Government and culture do not mix.. just look what happened last time

Image: TNE

One of the greatest imaginable oxymorons – and one that would, in time, come to haunt Tony Blair’s premiership – is “military intelligence”. But I’d argue that it’s internally self-destructing forerunner – the mind-child, if you like, of what came to be the collective anoesis of the British establishment – was “Cool Britannia”.

An understanding of this might help an incoming Labour government, so dissuading it from making the same mistakes and expecting different results, but I doubt it. Such folly is deeply encrypted in Britain’s electoral cycle, which, with its busy go-round ceaselessly churns up the waters of Lethe, and renders the events of three years ago – let alone 30 – ancient and irrelevant history.

But before we get on to discussing the naughty nineties, let’s consider some general features of the relationship between political regimes and cultural eras. It’s a sad truth about our world – and one those who haven’t graduated from Utopian kindergarten can never grasp – that all too often the best culture, considered as the finest artistic productions of a given society, is most often created during periods of decadence – if not outright decline – and hardly ever during ones of stability and prosperity.
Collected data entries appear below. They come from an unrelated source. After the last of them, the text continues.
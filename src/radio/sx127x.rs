//! SX127x radio driver
//!
//! Register-level driver for the SX1276/77/78/79 on the HAT, speaking
//! blocking SPI. Implements the [`Radio`] collaborator trait; interrupt
//! routing (DIO0 edges for TX-done / RX-done) is the platform's job.

use embedded_hal::blocking::spi::{Transfer, Write};
use embedded_hal::digital::v2::OutputPin;
use heapless::Vec;

use super::traits::{IrqFlags, Radio, RadioMode, MAX_PAYLOAD};

// Register addresses
const REG_FIFO: u8 = 0x00;
const REG_OP_MODE: u8 = 0x01;
const REG_FRF_MSB: u8 = 0x06;
const REG_FRF_MID: u8 = 0x07;
const REG_FRF_LSB: u8 = 0x08;
const REG_PA_CONFIG: u8 = 0x09;
const REG_FIFO_ADDR_PTR: u8 = 0x0D;
const REG_FIFO_TX_BASE_ADDR: u8 = 0x0E;
const REG_FIFO_RX_BASE_ADDR: u8 = 0x0F;
const REG_FIFO_RX_CURRENT_ADDR: u8 = 0x10;
const REG_IRQ_FLAGS: u8 = 0x12;
const REG_RX_NB_BYTES: u8 = 0x13;
const REG_MODEM_CONFIG_1: u8 = 0x1D;
const REG_MODEM_CONFIG_2: u8 = 0x1E;
const REG_PAYLOAD_LENGTH: u8 = 0x22;
const REG_INVERT_IQ: u8 = 0x33;
const REG_SYNC_WORD: u8 = 0x39;
const REG_DIO_MAPPING_1: u8 = 0x40;
const REG_DIO_MAPPING_2: u8 = 0x41;

// Operating modes (long-range bit always set)
const MODE_LONG_RANGE: u8 = 0x80;
const MODE_SLEEP: u8 = 0x00;
const MODE_STDBY: u8 = 0x01;
const MODE_TX: u8 = 0x03;
const MODE_RX_CONT: u8 = 0x05;

// IRQ flags
const IRQ_RX_DONE_MASK: u8 = 0x40;
const IRQ_PAYLOAD_CRC_ERROR_MASK: u8 = 0x20;
const IRQ_TX_DONE_MASK: u8 = 0x08;

// Modem config 1: BW 125 kHz, CR 4/5, explicit header
const MODEM_CONFIG_1_DEFAULT: u8 = 0x72;

const INVERT_IQ_RX_MASK: u8 = 0x40;
const RX_CRC_MASK: u8 = 0x04;

const FREQ_STEP_DIVISOR: u64 = 32_000_000;

/// Radio errors
#[derive(Debug)]
pub enum SX127xError<E, PE> {
    /// SPI bus error
    Spi(E),
    /// Chip-select or reset pin error
    Pin(PE),
    /// Frequency outside the synthesizer range
    InvalidFrequency,
    /// Spreading factor outside 7-12
    InvalidSpreadingFactor,
}

/// SX127x driver over blocking SPI
pub struct SX127x<SPI, CS, RESET> {
    spi: SPI,
    cs: CS,
    reset: RESET,
    frequency_mhz: f64,
}

impl<SPI, CS, RESET, E, PE> SX127x<SPI, CS, RESET>
where
    SPI: Transfer<u8, Error = E> + Write<u8, Error = E>,
    CS: OutputPin<Error = PE>,
    RESET: OutputPin<Error = PE>,
{
    /// Create the driver and put the chip into LoRa sleep
    pub fn new(spi: SPI, cs: CS, reset: RESET) -> Result<Self, SX127xError<E, PE>> {
        let mut radio = Self {
            spi,
            cs,
            reset,
            frequency_mhz: 0.0,
        };
        radio.init()?;
        Ok(radio)
    }

    /// Last tuned carrier frequency in MHz
    pub fn frequency_mhz(&self) -> f64 {
        self.frequency_mhz
    }

    /// Pulse the reset line
    ///
    /// The chip needs ~5 ms after release; callers on a hosted platform
    /// should sleep before talking to it again.
    pub fn reset(&mut self) -> Result<(), SX127xError<E, PE>> {
        self.reset.set_low().map_err(SX127xError::Pin)?;
        self.reset.set_high().map_err(SX127xError::Pin)
    }

    fn init(&mut self) -> Result<(), SX127xError<E, PE>> {
        // LoRa mode can only be entered from sleep
        self.write_register(REG_OP_MODE, MODE_SLEEP)?;
        self.write_register(REG_OP_MODE, MODE_LONG_RANGE | MODE_SLEEP)?;
        self.write_register(REG_MODEM_CONFIG_1, MODEM_CONFIG_1_DEFAULT)?;
        // Use the whole FIFO for both directions
        self.write_register(REG_FIFO_TX_BASE_ADDR, 0x00)?;
        self.write_register(REG_FIFO_RX_BASE_ADDR, 0x00)?;
        Ok(())
    }

    fn read_register(&mut self, addr: u8) -> Result<u8, SX127xError<E, PE>> {
        self.cs.set_low().map_err(SX127xError::Pin)?;
        let mut buffer = [addr & 0x7F, 0x00];
        let result = self.spi.transfer(&mut buffer).map_err(SX127xError::Spi);
        self.cs.set_high().map_err(SX127xError::Pin)?;
        result.map(|bytes| bytes[1])
    }

    fn write_register(&mut self, addr: u8, value: u8) -> Result<(), SX127xError<E, PE>> {
        self.cs.set_low().map_err(SX127xError::Pin)?;
        let result = self
            .spi
            .write(&[addr | 0x80, value])
            .map_err(SX127xError::Spi);
        self.cs.set_high().map_err(SX127xError::Pin)?;
        result
    }

    fn read_fifo(&mut self, buffer: &mut [u8]) -> Result<(), SX127xError<E, PE>> {
        self.cs.set_low().map_err(SX127xError::Pin)?;
        let mut addr = [REG_FIFO & 0x7F];
        let result = self
            .spi
            .transfer(&mut addr)
            .and_then(|_| self.spi.transfer(buffer))
            .map(|_| ())
            .map_err(SX127xError::Spi);
        self.cs.set_high().map_err(SX127xError::Pin)?;
        result
    }

    fn write_fifo(&mut self, data: &[u8]) -> Result<(), SX127xError<E, PE>> {
        self.cs.set_low().map_err(SX127xError::Pin)?;
        let result = self
            .spi
            .write(&[REG_FIFO | 0x80])
            .and_then(|_| self.spi.write(data))
            .map_err(SX127xError::Spi);
        self.cs.set_high().map_err(SX127xError::Pin)?;
        result
    }
}

impl<SPI, CS, RESET, E, PE> Radio for SX127x<SPI, CS, RESET>
where
    SPI: Transfer<u8, Error = E> + Write<u8, Error = E>,
    CS: OutputPin<Error = PE>,
    RESET: OutputPin<Error = PE>,
    E: core::fmt::Debug,
    PE: core::fmt::Debug,
{
    type Error = SX127xError<E, PE>;

    fn set_mode(&mut self, mode: RadioMode) -> Result<(), Self::Error> {
        let bits = match mode {
            RadioMode::Sleep => MODE_SLEEP,
            RadioMode::Standby => MODE_STDBY,
            RadioMode::Tx => MODE_TX,
            RadioMode::RxContinuous => MODE_RX_CONT,
        };
        self.write_register(REG_OP_MODE, MODE_LONG_RANGE | bits)
    }

    fn set_frequency(&mut self, freq_mhz: f64) -> Result<(), Self::Error> {
        if !(137.0..=1020.0).contains(&freq_mhz) {
            return Err(SX127xError::InvalidFrequency);
        }
        self.frequency_mhz = freq_mhz;
        let freq_hz = (freq_mhz * 1_000_000.0) as u64;
        let frf = (freq_hz << 19) / FREQ_STEP_DIVISOR;
        self.write_register(REG_FRF_MSB, ((frf >> 16) & 0xFF) as u8)?;
        self.write_register(REG_FRF_MID, ((frf >> 8) & 0xFF) as u8)?;
        self.write_register(REG_FRF_LSB, (frf & 0xFF) as u8)
    }

    fn set_spreading_factor(&mut self, sf: u8) -> Result<(), Self::Error> {
        if !(7..=12).contains(&sf) {
            return Err(SX127xError::InvalidSpreadingFactor);
        }
        let config = self.read_register(REG_MODEM_CONFIG_2)?;
        self.write_register(REG_MODEM_CONFIG_2, (config & 0x0F) | (sf << 4))
    }

    fn set_sync_word(&mut self, sync_word: u8) -> Result<(), Self::Error> {
        self.write_register(REG_SYNC_WORD, sync_word)
    }

    fn set_pa_config(&mut self, max_power: u8, output_power: u8) -> Result<(), Self::Error> {
        // PA_BOOST output, as wired on the HAT
        let config = 0x80 | ((max_power & 0x07) << 4) | (output_power & 0x0F);
        self.write_register(REG_PA_CONFIG, config)
    }

    fn set_rx_crc(&mut self, enabled: bool) -> Result<(), Self::Error> {
        let config = self.read_register(REG_MODEM_CONFIG_2)?;
        let config = if enabled {
            config | RX_CRC_MASK
        } else {
            config & !RX_CRC_MASK
        };
        self.write_register(REG_MODEM_CONFIG_2, config)
    }

    fn set_invert_iq(&mut self, invert: bool) -> Result<(), Self::Error> {
        let config = self.read_register(REG_INVERT_IQ)?;
        let config = if invert {
            config | INVERT_IQ_RX_MASK
        } else {
            config & !INVERT_IQ_RX_MASK
        };
        self.write_register(REG_INVERT_IQ, config)
    }

    fn set_dio_mapping(&mut self, mapping: [u8; 6]) -> Result<(), Self::Error> {
        let dio1 = ((mapping[0] & 0x03) << 6)
            | ((mapping[1] & 0x03) << 4)
            | ((mapping[2] & 0x03) << 2)
            | (mapping[3] & 0x03);
        let dio2 = ((mapping[4] & 0x03) << 6) | ((mapping[5] & 0x03) << 4);
        self.write_register(REG_DIO_MAPPING_1, dio1)?;
        self.write_register(REG_DIO_MAPPING_2, dio2)
    }

    fn write_payload(&mut self, payload: &[u8]) -> Result<(), Self::Error> {
        self.set_mode(RadioMode::Standby)?;
        self.write_register(REG_FIFO_ADDR_PTR, 0x00)?;
        self.write_fifo(payload)?;
        self.write_register(REG_PAYLOAD_LENGTH, payload.len() as u8)
    }

    fn read_payload(&mut self, nocheck: bool) -> Result<Option<Vec<u8, MAX_PAYLOAD>>, Self::Error> {
        let irq = self.read_register(REG_IRQ_FLAGS)?;
        if !nocheck && (irq & IRQ_PAYLOAD_CRC_ERROR_MASK) != 0 {
            return Ok(None);
        }
        let current = self.read_register(REG_FIFO_RX_CURRENT_ADDR)?;
        self.write_register(REG_FIFO_ADDR_PTR, current)?;
        let len = self.read_register(REG_RX_NB_BYTES)? as usize;
        let mut payload = Vec::new();
        payload.resize_default(len.min(MAX_PAYLOAD)).unwrap();
        self.read_fifo(&mut payload)?;
        Ok(Some(payload))
    }

    fn clear_irq_flags(&mut self, flags: IrqFlags) -> Result<(), Self::Error> {
        let mut mask = 0u8;
        if flags.tx_done {
            mask |= IRQ_TX_DONE_MASK;
        }
        if flags.rx_done {
            mask |= IRQ_RX_DONE_MASK;
        }
        if flags.payload_crc_error {
            mask |= IRQ_PAYLOAD_CRC_ERROR_MASK;
        }
        self.write_register(REG_IRQ_FLAGS, mask)
    }

    fn reset_ptr_rx(&mut self) -> Result<(), Self::Error> {
        let base = self.read_register(REG_FIFO_RX_BASE_ADDR)?;
        self.write_register(REG_FIFO_ADDR_PTR, base)
    }
}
If we wish, therefore, to speak of Cool Britannia, we must also be prepared to speak of the Wicked Weimar years or the Epic Edwardian era. In all three instances the aim of adding this notionally hip and iconoclastic intensifier is to – let’s face it – sell stuff, but only in the case of Cool Britannia was this a social, political and indeed historical solecism, as well as merchandising. A mistake, the consequences of which are all around us.

But before we get on to the tepid afterlife of Cool Britannia, let’s consider that “cool” in a little more detail: African-American slang to describe the state of ataraxy required to withstand a systemically racist society, its sloppy adoption by the white youth subcultures of the 1950s and 60s is simply evidence of the way cultural hegemons behave: it is, if you like, an anthropological constant, whereby the Other is defanged and corralled, while the hegemon’s dominance is reinforced.

Cool Britannia is next level though – and given that “Britannia” is exclusively a late 19th-century conception of this archipelago and its genius loci, on consideration it’s as insensitive an appellation as, um, Cool Conquistadors, Brilliant Boers, or Sweet Sabras for that matter. But then the whole “Call me Tony” New Labour regime subscribed to this bizarre credo: that popularity alone, plus an Estuarine accent, was enough to effect equality, leaving the real movers and shapers of this world (T Blair, net wealth currently estimated at £47.35m) to be – in the immortal words of Peter Mandelson: “Seriously comfortable about people being seriously rich.”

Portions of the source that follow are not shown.